O indicador que mede o otimismo em relação à tendência dos negócios para os próximos seis meses exerceu a maior contribuição para a queda do Índice de Expectativas no mês, com recuo de 4,0 pontos entre novembro e dezembro, atingindo 70,3 pontos.

A maior contribuição para a alta do Índice da Situação Atual em dezembro foi dada pelo indicador que capta informações sobre a carteira de contratos no momento, que subiu 2,9 pontos em relação ao mês anterior, atingindo 68,6 pontos.


Este indicador, no entanto, permanece muito abaixo da média histórica e do patamar observado há um ano.

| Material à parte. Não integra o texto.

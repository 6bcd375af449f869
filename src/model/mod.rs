//! In-memory workbook model.
//!
//! Readers convert xlsx packages and legacy xls files into these structures;
//! the hyperlink assigner mutates them and the xlsx writer persists them.

mod cell;
mod style;
mod workbook;

pub use cell::*;
pub use style::*;
pub use workbook::*;
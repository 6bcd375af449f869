//! Benchmarks for hyperlink-maker.
//!
//! Run with: cargo bench
//!
//! These benchmarks measure loading, linking and saving at various sheet sizes.

use criterion::{black_box, criterion_group, criterion_main, BenchmarkId, Criterion, Throughput};
use hyperlink_maker::{ColumnId, HyperlinkAssigner, NoProgress, Workbook};
use std::io::Cursor;

/// Creates a synthetic XLSX workbook with a header row and `row_count` data rows.
fn create_test_xlsx(row_count: usize) -> Vec<u8> {
    use std::io::Write;
    use zip::write::SimpleFileOptions;
    use zip::ZipWriter;

    let mut buffer = Vec::new();
    let mut zip = ZipWriter::new(Cursor::new(&mut buffer));

    let options = SimpleFileOptions::default().compression_method(zip::CompressionMethod::Stored);

    // [Content_Types].xml
    zip.start_file("[Content_Types].xml", options).unwrap();
    zip.write_all(
        br#"<?xml version="1.0" encoding="UTF-8" standalone="yes"?>
<Types xmlns="http://schemas.openxmlformats.org/package/2006/content-types">
  <Default Extension="rels" ContentType="application/vnd.openxmlformats-package.relationships+xml"/>
  <Default Extension="xml" ContentType="application/xml"/>
  <Override PartName="/xl/workbook.xml" ContentType="application/vnd.openxmlformats-officedocument.spreadsheetml.sheet.main+xml"/>
  <Override PartName="/xl/worksheets/sheet1.xml" ContentType="application/vnd.openxmlformats-officedocument.spreadsheetml.worksheet+xml"/>
</Types>"#,
    )
    .unwrap();

    // _rels/.rels
    zip.start_file("_rels/.rels", options).unwrap();
    zip.write_all(
        br#"<?xml version="1.0" encoding="UTF-8" standalone="yes"?>
<Relationships xmlns="http://schemas.openxmlformats.org/package/2006/relationships">
  <Relationship Id="rId1" Type="http://schemas.openxmlformats.org/officeDocument/2006/relationships/officeDocument" Target="xl/workbook.xml"/>
</Relationships>"#,
    )
    .unwrap();

    // xl/workbook.xml
    zip.start_file("xl/workbook.xml", options).unwrap();
    zip.write_all(
        br#"<?xml version="1.0" encoding="UTF-8" standalone="yes"?>
<workbook xmlns="http://schemas.openxmlformats.org/spreadsheetml/2006/main" xmlns:r="http://schemas.openxmlformats.org/officeDocument/2006/relationships">
  <sheets><sheet name="Links" sheetId="1" r:id="rId1"/></sheets>
</workbook>"#,
    )
    .unwrap();

    // xl/_rels/workbook.xml.rels
    zip.start_file("xl/_rels/workbook.xml.rels", options).unwrap();
    zip.write_all(
        br#"<?xml version="1.0" encoding="UTF-8" standalone="yes"?>
<Relationships xmlns="http://schemas.openxmlformats.org/package/2006/relationships">
  <Relationship Id="rId1" Type="http://schemas.openxmlformats.org/officeDocument/2006/relationships/worksheet" Target="worksheets/sheet1.xml"/>
</Relationships>"#,
    )
    .unwrap();

    // Generate sheet content
    let mut content = String::from(
        r#"<?xml version="1.0" encoding="UTF-8" standalone="yes"?>
<worksheet xmlns="http://schemas.openxmlformats.org/spreadsheetml/2006/main">
  <sheetData>
    <row r="1"><c r="A1" t="inlineStr"><is><t>Name</t></is></c><c r="B1" t="inlineStr"><is><t>Site</t></is></c></row>"#,
    );

    for i in 0..row_count {
        let row = i + 2;
        content.push_str(&format!(
            r#"
    <row r="{row}"><c r="A{row}" t="inlineStr"><is><t>Company {i}</t></is></c><c r="B{row}" t="inlineStr"><is><t>www.company{i}.example</t></is></c></row>"#
        ));
    }

    content.push_str(
        r#"
  </sheetData>
</worksheet>"#,
    );

    zip.start_file("xl/worksheets/sheet1.xml", options).unwrap();
    zip.write_all(content.as_bytes()).unwrap();

    zip.finish().unwrap();
    buffer
}

fn bench_load(c: &mut Criterion) {
    let mut group = c.benchmark_group("load");

    for rows in [100, 1_000, 10_000] {
        let data = create_test_xlsx(rows);
        group.throughput(Throughput::Bytes(data.len() as u64));
        group.bench_with_input(BenchmarkId::from_parameter(rows), &data, |b, data| {
            b.iter(|| Workbook::from_bytes(black_box(data.clone())).unwrap())
        });
    }

    group.finish();
}

fn bench_apply_and_save(c: &mut Criterion) {
    let mut group = c.benchmark_group("apply_and_save");
    let dir = tempfile::tempdir().unwrap();
    let output = dir.path().join("linked.xlsx");
    let columns: Vec<ColumnId> = vec!["B".parse().unwrap()];

    for rows in [100, 1_000, 10_000] {
        let workbook = Workbook::from_bytes(create_test_xlsx(rows)).unwrap();
        group.throughput(Throughput::Elements(rows as u64));
        group.bench_with_input(BenchmarkId::from_parameter(rows), &workbook, |b, workbook| {
            b.iter(|| {
                let mut workbook = workbook.clone();
                let sheet = workbook.sheet_mut("Links").unwrap();
                HyperlinkAssigner::default().apply(sheet, black_box(&columns), &mut NoProgress);
                workbook.save(&output).unwrap();
            })
        });
    }

    group.finish();
}

criterion_group!(benches, bench_load, bench_apply_and_save);
criterion_main!(benches);
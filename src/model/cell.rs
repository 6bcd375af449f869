//! Cell model structures.

use serde::{Deserialize, Serialize};
use std::fmt;
use std::str::FromStr;

use super::LinkStyle;
use crate::error::{Error, Result};

/// A column identifier, stored as a 0-based index and displayed as
/// spreadsheet letters (`A`, `Z`, `AA`, ...).
#[derive(Debug, Clone, Copy, PartialEq, Eq, PartialOrd, Ord, Hash)]
pub struct ColumnId(u32);

impl ColumnId {
    /// Largest column index accepted by spreadsheet applications (`XFD`).
    pub const MAX_INDEX: u32 = 16_383;

    /// Create a column identifier from a 0-based index.
    pub const fn from_index(index: u32) -> Self {
        Self(index)
    }

    /// The 0-based column index.
    pub const fn index(self) -> u32 {
        self.0
    }

    /// Spreadsheet letter label for this column.
    pub fn letters(self) -> String {
        let mut col = self.0;
        let mut result = Vec::new();
        loop {
            result.push(b'A' + (col % 26) as u8);
            if col < 26 {
                break;
            }
            col = col / 26 - 1;
        }
        result.reverse();
        result.into_iter().map(char::from).collect()
    }
}

impl fmt::Display for ColumnId {
    fn fmt(&self, f: &mut fmt::Formatter<'_>) -> fmt::Result {
        f.write_str(&self.letters())
    }
}

impl FromStr for ColumnId {
    type Err = Error;

    fn from_str(s: &str) -> Result<Self> {
        let s = s.trim();
        if s.is_empty() || !s.bytes().all(|b| b.is_ascii_alphabetic()) {
            return Err(Error::InvalidData(format!("invalid column identifier: {s:?}")));
        }

        let mut value: u32 = 0;
        for b in s.bytes() {
            let digit = u32::from(b.to_ascii_uppercase() - b'A') + 1;
            value = value
                .checked_mul(26)
                .and_then(|v| v.checked_add(digit))
                .filter(|v| *v <= Self::MAX_INDEX + 1)
                .ok_or_else(|| Error::InvalidData(format!("column out of range: {s}")))?;
        }
        Ok(Self(value - 1))
    }
}

impl Serialize for ColumnId {
    fn serialize<S: serde::Serializer>(&self, serializer: S) -> std::result::Result<S::Ok, S::Error> {
        serializer.serialize_str(&self.letters())
    }
}

impl<'de> Deserialize<'de> for ColumnId {
    fn deserialize<D: serde::Deserializer<'de>>(deserializer: D) -> std::result::Result<Self, D::Error> {
        let s = String::deserialize(deserializer)?;
        s.parse().map_err(serde::de::Error::custom)
    }
}

/// A cell address: 1-based row and a column identifier.
///
/// Ordering is row-major, which matches the order cells appear in a worksheet.
#[derive(Debug, Clone, Copy, PartialEq, Eq, PartialOrd, Ord, Hash)]
pub struct CellRef {
    pub row: u32,
    pub col: ColumnId,
}

impl CellRef {
    /// Create a cell reference from a 1-based row and a column.
    pub const fn new(row: u32, col: ColumnId) -> Self {
        Self { row, col }
    }
}

impl fmt::Display for CellRef {
    fn fmt(&self, f: &mut fmt::Formatter<'_>) -> fmt::Result {
        write!(f, "{}{}", self.col, self.row)
    }
}

impl FromStr for CellRef {
    type Err = Error;

    /// Parse an A1-style reference. `$` anchors are accepted and ignored.
    fn from_str(s: &str) -> Result<Self> {
        let cleaned: String = s.trim().chars().filter(|c| *c != '$').collect();
        let split = cleaned
            .find(|c: char| c.is_ascii_digit())
            .ok_or_else(|| Error::InvalidData(format!("invalid cell reference: {s:?}")))?;
        let (letters, digits) = cleaned.split_at(split);
        let col = letters.parse()?;
        let row = digits
            .parse::<u32>()
            .ok()
            .filter(|r| *r >= 1)
            .ok_or_else(|| Error::InvalidData(format!("invalid cell reference: {s:?}")))?;
        Ok(Self { row, col })
    }
}

/// The value held by a cell.
#[derive(Debug, Clone, Default, PartialEq, Serialize, Deserialize)]
#[serde(tag = "type", content = "value", rename_all = "lowercase")]
pub enum CellValue {
    #[default]
    Empty,
    Text(String),
    Number(f64),
    Bool(bool),
    /// Date serial in the 1900 date system.
    Date(f64),
    /// Error code such as `#N/A`.
    Error(String),
    /// Formula expression (without the leading `=`) and its cached result.
    Formula {
        expr: String,
        cached: Option<String>,
    },
}

impl CellValue {
    /// Whether the cell holds nothing worth linking.
    pub fn is_empty(&self) -> bool {
        match self {
            CellValue::Empty => true,
            CellValue::Text(s) => s.is_empty(),
            CellValue::Formula { expr, cached } => {
                expr.is_empty() && cached.as_deref().is_none_or(str::is_empty)
            }
            _ => false,
        }
    }

    /// The value in its natural display form.
    pub fn to_text(&self) -> String {
        match self {
            CellValue::Empty => String::new(),
            CellValue::Text(s) => s.clone(),
            CellValue::Number(n) => format_number(*n),
            CellValue::Bool(true) => "TRUE".to_string(),
            CellValue::Bool(false) => "FALSE".to_string(),
            CellValue::Date(serial) => {
                serial_to_date(*serial).unwrap_or_else(|| format_number(*serial))
            }
            CellValue::Error(code) => code.clone(),
            CellValue::Formula { expr, cached } => match cached {
                Some(value) if !value.is_empty() => value.clone(),
                _ => format!("={expr}"),
            },
        }
    }
}

impl From<&str> for CellValue {
    fn from(s: &str) -> Self {
        CellValue::Text(s.to_string())
    }
}

impl From<String> for CellValue {
    fn from(s: String) -> Self {
        CellValue::Text(s)
    }
}

impl From<f64> for CellValue {
    fn from(n: f64) -> Self {
        CellValue::Number(n)
    }
}

impl From<bool> for CellValue {
    fn from(b: bool) -> Self {
        CellValue::Bool(b)
    }
}

fn format_number(n: f64) -> String {
    if n.is_finite() && n.fract() == 0.0 && n.abs() < 1e15 {
        format!("{}", n as i64)
    } else {
        format!("{n}")
    }
}

/// Where a hyperlink points.
#[derive(Debug, Clone, PartialEq, Eq, Serialize, Deserialize)]
#[serde(tag = "kind", content = "target", rename_all = "lowercase")]
pub enum HyperlinkTarget {
    /// External target stored as a relationship (URL, file, anything else).
    Url(String),
    /// Location inside the workbook, e.g. `Sheet2!A1`.
    Location(String),
}

/// A hyperlink attached to a cell.
#[derive(Debug, Clone, PartialEq, Eq, Serialize, Deserialize)]
pub struct Hyperlink {
    pub target: HyperlinkTarget,
    #[serde(skip_serializing_if = "Option::is_none")]
    pub tooltip: Option<String>,
    #[serde(skip_serializing_if = "Option::is_none")]
    pub display: Option<String>,
}

impl Hyperlink {
    /// An external hyperlink with no tooltip or display override.
    pub fn url(target: impl Into<String>) -> Self {
        Self {
            target: HyperlinkTarget::Url(target.into()),
            tooltip: None,
            display: None,
        }
    }

    /// The external target, if this is not an in-workbook link.
    pub fn url_target(&self) -> Option<&str> {
        match &self.target {
            HyperlinkTarget::Url(url) => Some(url),
            HyperlinkTarget::Location(_) => None,
        }
    }
}

/// One grid position: value, optional hyperlink and optional link style.
#[derive(Debug, Clone, Default, PartialEq)]
pub struct Cell {
    pub(crate) value: CellValue,
    pub(crate) hyperlink: Option<Hyperlink>,
    pub(crate) link_style: Option<LinkStyle>,
    /// Cell format index (`s` attribute) from the source package.
    pub(crate) style_id: u32,
}

impl Cell {
    /// Create a cell holding `value` with no hyperlink and default format.
    pub fn new(value: impl Into<CellValue>) -> Self {
        Self {
            value: value.into(),
            ..Default::default()
        }
    }

    pub fn value(&self) -> &CellValue {
        &self.value
    }

    pub fn hyperlink(&self) -> Option<&Hyperlink> {
        self.hyperlink.as_ref()
    }

    /// The style applied by the hyperlink assigner, if any.
    pub fn link_style(&self) -> Option<&LinkStyle> {
        self.link_style.as_ref()
    }

    /// Cell format index carried over from the source file.
    pub fn style_id(&self) -> u32 {
        self.style_id
    }
}

/// Convert an Excel serial date (1900 system) to an ISO 8601 string.
pub(crate) fn serial_to_date(serial: f64) -> Option<String> {
    if !serial.is_finite() || serial < 0.0 {
        return None;
    }

    // Serial 60 is the nonexistent 1900-02-29 kept for Lotus 1-2-3 compatibility.
    let adjusted_serial = if serial > 60.0 { serial - 1.0 } else { serial };
    let days = adjusted_serial.floor() as i64;
    let (year, month, day) = days_to_ymd(days)?;

    let time_fraction = serial.fract();
    if time_fraction > 0.0001 {
        let total_seconds = (time_fraction * 86400.0).round() as u32;
        let hours = total_seconds / 3600;
        let minutes = (total_seconds % 3600) / 60;
        let seconds = total_seconds % 60;
        Some(format!(
            "{:04}-{:02}-{:02}T{:02}:{:02}:{:02}",
            year, month, day, hours, minutes, seconds
        ))
    } else {
        Some(format!("{:04}-{:02}-{:02}", year, month, day))
    }
}

/// Convert days since 1899-12-31 to (year, month, day).
fn days_to_ymd(days: i64) -> Option<(i32, u32, u32)> {
    if days < 1 {
        return None;
    }

    let mut year = 1900;
    let mut remaining_days = days;
    loop {
        let days_in_year = if is_leap_year(year) { 366 } else { 365 };
        if remaining_days <= days_in_year {
            break;
        }
        remaining_days -= days_in_year;
        year += 1;
    }

    let months_days = if is_leap_year(year) {
        [31, 29, 31, 30, 31, 30, 31, 31, 30, 31, 30, 31]
    } else {
        [31, 28, 31, 30, 31, 30, 31, 31, 30, 31, 30, 31]
    };

    let mut month = 1u32;
    for &days_in_month in &months_days {
        if remaining_days <= days_in_month as i64 {
            break;
        }
        remaining_days -= days_in_month as i64;
        month += 1;
    }

    Some((year, month, remaining_days.max(1) as u32))
}

fn is_leap_year(year: i32) -> bool {
    (year % 4 == 0 && year % 100 != 0) || (year % 400 == 0)
}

Para que este indicador sinalize uma efetiva recuperação da atividade, os contratos ainda terão que se elevar mais significativamente.

Dificuldades em 2015

Os fatores apontados pelas empresas como limitativos à expansão dos negócios retratam bem o quadro do setor da Construção ao longo de 2015. Em dezembro de 2015, o principal fator limitativo foi a Insuficiência de Demanda, apontado por 49,0% das empresas.

Em dezembro de 2013, somente 24,9% dos empresários se preocupavam com esta questão. Em contrapartida, a Escassez de Mão de Obra Qualificada, que em 2013 era assinalada por 34,5% das empresas, foi lembrada por somente 9,7% das empresas.

Acesso ao Crédito Bancário foi um fator que apresentou forte crescimento, ao passar de 9,4%, em 2013, para 23,7% em 2015. Por fim, vale notar o crescimento das limitações associadas ao cenário macroeconômico, incluídas em Outros.